GnRH regulates the secretion of LH and FSH, which stimulate the secretion of testicular hormones. Acting in a reciprocal fashion, these hormones, including testosterone and inhibin, exert a negative feedback effect on GnRH and gonadotropin secretion. Endogenous opioid peptides (EOPs) have been implicated to play a role in steroid-mediated regulation of gonadotropin secretion. In this context, certain steroid hormones (e.g. testosterone) increase EOP activity and ultimately inhibit GnRH secretion; however, the cellular mechanism by which this occurs is unknown. beta-Endorphin is one of these EOPs, and it is derived from a larger precursor molecule, POMC. We tested the hypothesis that testicular hormones and testosterone, in particular, stimulate POMC gene expression in the arcuate nucleus of the male rat brain. First, we compared POMC mRNA levels between intact and castrated male rats. Adult male rats were killed 4 days (n = 4) and 21 days (n = 5) after castration. Intact animals (sham-operated; n = 6) were used as controls. Using in situ hybridization and a computerized image analysis system, we measured the POMC mRNA content in individual cells of the arcuate nucleus. POMC mRNA signal was significantly lower (P less than 0.0003) in both 4-day (126 +/- 2 grains/cell) and 21-day (117 +/- 5 grains/cell) castrates than in controls (142 +/- 2 grains/cell). In a second experiment we tested whether testosterone would reverse the castration-induced loss of POMC message. Again, we castrated animals and immediately implanted them with either empty (sham; n = 6) or testosterone-containing Silastic implants (n = 5) of a size that would deliver physiological levels of testosterone (3.6 +/- 1.5 ng/ml). We observed that testosterone-treated animals had significantly higher levels of POMC mRNA signal (121.8 +/- 3.8 grains/cell) than sham-treated castrates (111.4 +/- 3.6 grains/cell; P less than 0.03) and that the testosterone-treated castrates had POMC mRNA signal levels indistinguishable from those of intact controls (122.0 +/- 1.1 grains/cell). These observations lend credence to the theory that one mechanism by which testosterone may regulate GnRH secretion is by increasing the synthesis of POMC in the arcuate nucleus.

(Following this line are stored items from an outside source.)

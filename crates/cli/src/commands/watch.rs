// SPDX-License-Identifier: MIT
// Copyright (c) 2026 Alfred Jean LLC

use std::sync::Arc;

use offsync_core::{ConnectionState, Envelope, Error as CoreError};
use tokio::sync::watch;

use super::Session;
use crate::channel::ANY_EVENT;
use crate::engine::SyncEngine;
use crate::error::{Error, Result};

pub async fn run(session: &Session, topics: Vec<String>) -> Result<()> {
    let mut config = session.config.clone();
    if config.channel.url.is_none() {
        return Err(Error::NoChannelUrl(session.config_path.display().to_string()));
    }
    if !topics.is_empty() {
        config.channel.topics = topics;
    }

    let engine = SyncEngine::new(&config, session.offline_context()?).await?;
    let Some(channel) = engine.channel() else {
        return Err(Error::NoChannelUrl(session.config_path.display().to_string()));
    };
    channel.add_event_listener(
        ANY_EVENT,
        Arc::new(|envelope: &Envelope| {
            let now = chrono::Local::now().format("%H:%M:%S");
            println!("{now}  {}", format_event(envelope));
        }),
    );
    let mut states = channel.subscribe_state();

    // The queue stays offline; only the channel goes live.
    let (_connectivity, offline) = watch::channel(false);
    engine.start(offline);

    let ctrl_c = tokio::signal::ctrl_c();
    tokio::pin!(ctrl_c);
    let result: Result<()> = loop {
        tokio::select! {
            _ = &mut ctrl_c => break Ok(()),
            changed = states.changed() => {
                if changed.is_err() {
                    break Ok(());
                }
                let state = *states.borrow_and_update();
                let status = channel.status();
                match (state, &status.last_error) {
                    (ConnectionState::Disconnected, Some(error)) => eprintln!("{state}: {error}"),
                    _ => eprintln!("{state}"),
                }
                if status.exhausted {
                    break Err(CoreError::ChannelExhausted { attempts: status.reconnect_attempts }.into());
                }
            }
        }
    };
    engine.shutdown();
    result
}

/// `<type>  <data>` with data as compact JSON.
pub(crate) fn format_event(envelope: &Envelope) -> String {
    format!("{}  {}", envelope.kind, envelope.data)
}

#[cfg(test)]
#[path = "watch_tests.rs"]
mod tests;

促性腺激素释放激素(GnRH)调节促黄体生成素(LH)和促卵泡生成素(FSH)的分泌,而后两者又刺激睾丸激素的分泌。这些激素,包括睾酮和抑制素,以相互作用的方式对GnRH和促性腺激素的分泌产生负反馈作用。内源性阿片肽(EOPs)被认为在类固醇介导的促性腺激素分泌调节中发挥作用。在这种情况下,某些类固醇激素(如睾酮)会增加EOPs的活性并最终抑制GnRH的分泌;然而,其发生的细胞机制尚不清楚。β-内啡肽就是这些EOPs之一,它来源于一个更大的前体分子——阿片促黑激素皮质素原(POMC)。我们验证了这样一个假说,即睾丸激素,尤其是睾酮,会刺激雄性大鼠脑弓状核中POMC基因的表达。首先,我们比较了完整雄性大鼠和去势雄性大鼠之间的POMC mRNA水平。成年雄性大鼠在去势后4天(n = 4)和21天(n = 5)被处死。完整动物(假手术;n = 6)用作对照。使用原位杂交和计算机图像分析系统,我们测量了弓状核单个细胞中的POMC mRNA含量。在4天(126±2颗粒/细胞)和21天(117±5颗粒/细胞)的去势大鼠中,POMC mRNA信号均显著低于对照组(142±2颗粒/细胞;P<0.0003)。在第二个实验中,我们测试了睾酮是否会逆转去势引起的POMC信息丢失。同样,我们对动物进行去势,并立即给它们植入空的(假手术;n = 6)或含睾酮的硅橡胶植入物(n = 5),植入物大小能释放生理水平的睾酮(3.6±1.5 ng/ml)。我们观察到,经睾酮处理的动物的POMC mRNA信号水平(121.8±3.8颗粒/细胞)显著高于经假手术处理的去势大鼠(111.4±3.6颗粒/细胞;P<0.03),并且经睾酮处理的去势大鼠的POMC mRNA信号水平与完整对照组(122.0±1.1颗粒/细胞)无显著差异。这些观察结果支持了这样一种理论,即睾酮调节GnRH分泌的一种机制可能是通过增加弓状核中POMC的合成。